Stored data entries
* * * * *
//
// Copyright (c) The Holo Core Contributors
//
// SPDX-License-Identifier: MIT
//

// Compares two byte buffers, printing both in hexadecimal on mismatch.
#[macro_export]
macro_rules! assert_eq_hex {
    ($left:expr, $right:expr) => {
        if $left != $right {
            panic!(
                "assertion `left == right` failed\n  left: [{}]\n right: [{}]",
                $left
                    .iter()
                    .map(|b| format!("0x{:02x}", b))
                    .collect::<Vec<_>>()
                    .join(", "),
                $right
                    .iter()
                    .map(|b| format!("0x{:02x}", b))
                    .collect::<Vec<_>>()
                    .join(", ")
            );
        }
    };
}
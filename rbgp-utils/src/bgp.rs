//
// Copyright (c) The Holo Core Contributors
//
// SPDX-License-Identifier: MIT
//

//! BGP definitions shared between the speaker core and its tooling.

use num_derive::{FromPrimitive, ToPrimitive};
use num_traits::FromPrimitive;
use serde::{Deserialize, Serialize};

// Supported (AFI,SAFI) tuples. Each one identifies a routing table.
#[derive(Clone, Copy, Debug, Eq, Hash, Ord, PartialEq, PartialOrd)]
#[derive(FromPrimitive, ToPrimitive)]
#[derive(Deserialize, Serialize)]
pub enum AfiSafi {
    Ipv4Unicast,
    Ipv6Unicast,
}

// Whether a route was learned from an internal or an external peer.
//
// The variant order matters: external routes sort after internal ones, and
// the decision process prefers the greater value.
#[derive(Clone, Copy, Debug, Eq, Hash, Ord, PartialEq, PartialOrd)]
#[derive(Deserialize, Serialize)]
pub enum RouteType {
    Internal,
    External,
}

#[derive(Clone, Copy, Debug, Eq, Hash, Ord, PartialEq, PartialOrd)]
#[derive(FromPrimitive, ToPrimitive)]
#[derive(Deserialize, Serialize)]
pub enum Origin {
    Igp = 0,
    Egp = 1,
    Incomplete = 2,
}

// Standard community (RFC 1997).
#[derive(Clone, Copy, Debug, Eq, Hash, Ord, PartialEq, PartialOrd)]
#[derive(Deserialize, Serialize)]
pub struct Comm(pub u32);

// BGP Well-known Communities.
//
// IANA registry:
// https://www.iana.org/assignments/bgp-well-known-communities/bgp-well-known-communities.xhtml
#[derive(Clone, Copy, Debug, Eq, PartialEq)]
#[derive(FromPrimitive, ToPrimitive)]
#[derive(Deserialize, Serialize)]
#[repr(u32)]
pub enum WellKnownCommunities {
    LlgrStale = 0xFFFF0006,
    NoExport = 0xFFFFFF01,
    NoAdvertise = 0xFFFFFF02,
    NoExportSubconfed = 0xFFFFFF03,
}

// ===== impl AfiSafi =====

impl std::fmt::Display for AfiSafi {
    fn fmt(&self, f: &mut std::fmt::Formatter<'_>) -> std::fmt::Result {
        match self {
            AfiSafi::Ipv4Unicast => write!(f, "ipv4-unicast"),
            AfiSafi::Ipv6Unicast => write!(f, "ipv6-unicast"),
        }
    }
}

// ===== impl Origin =====

impl std::fmt::Display for Origin {
    fn fmt(&self, f: &mut std::fmt::Formatter<'_>) -> std::fmt::Result {
        match self {
            Origin::Igp => write!(f, "igp"),
            Origin::Egp => write!(f, "egp"),
            Origin::Incomplete => write!(f, "incomplete"),
        }
    }
}

// ===== impl Comm =====

impl Comm {
    pub fn is(&self, community: WellKnownCommunities) -> bool {
        self.0 == community as u32
    }
}

impl From<WellKnownCommunities> for Comm {
    fn from(community: WellKnownCommunities) -> Comm {
        Comm(community as u32)
    }
}

impl std::fmt::Display for Comm {
    fn fmt(&self, f: &mut std::fmt::Formatter<'_>) -> std::fmt::Result {
        match WellKnownCommunities::from_u32(self.0) {
            Some(WellKnownCommunities::LlgrStale) => write!(f, "llgr-stale"),
            Some(WellKnownCommunities::NoExport) => write!(f, "no-export"),
            Some(WellKnownCommunities::NoAdvertise) => {
                write!(f, "no-advertise")
            }
            Some(WellKnownCommunities::NoExportSubconfed) => {
                write!(f, "no-export-subconfed")
            }
            None => write!(f, "{}:{}", self.0 >> 16, self.0 & 0xFFFF),
        }
    }
}

// ===== unit tests =====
* * * * *
Exercise brief => Count of lines in the data above that contain the string "enum": give this number and no other words.

Solution for this problem => 4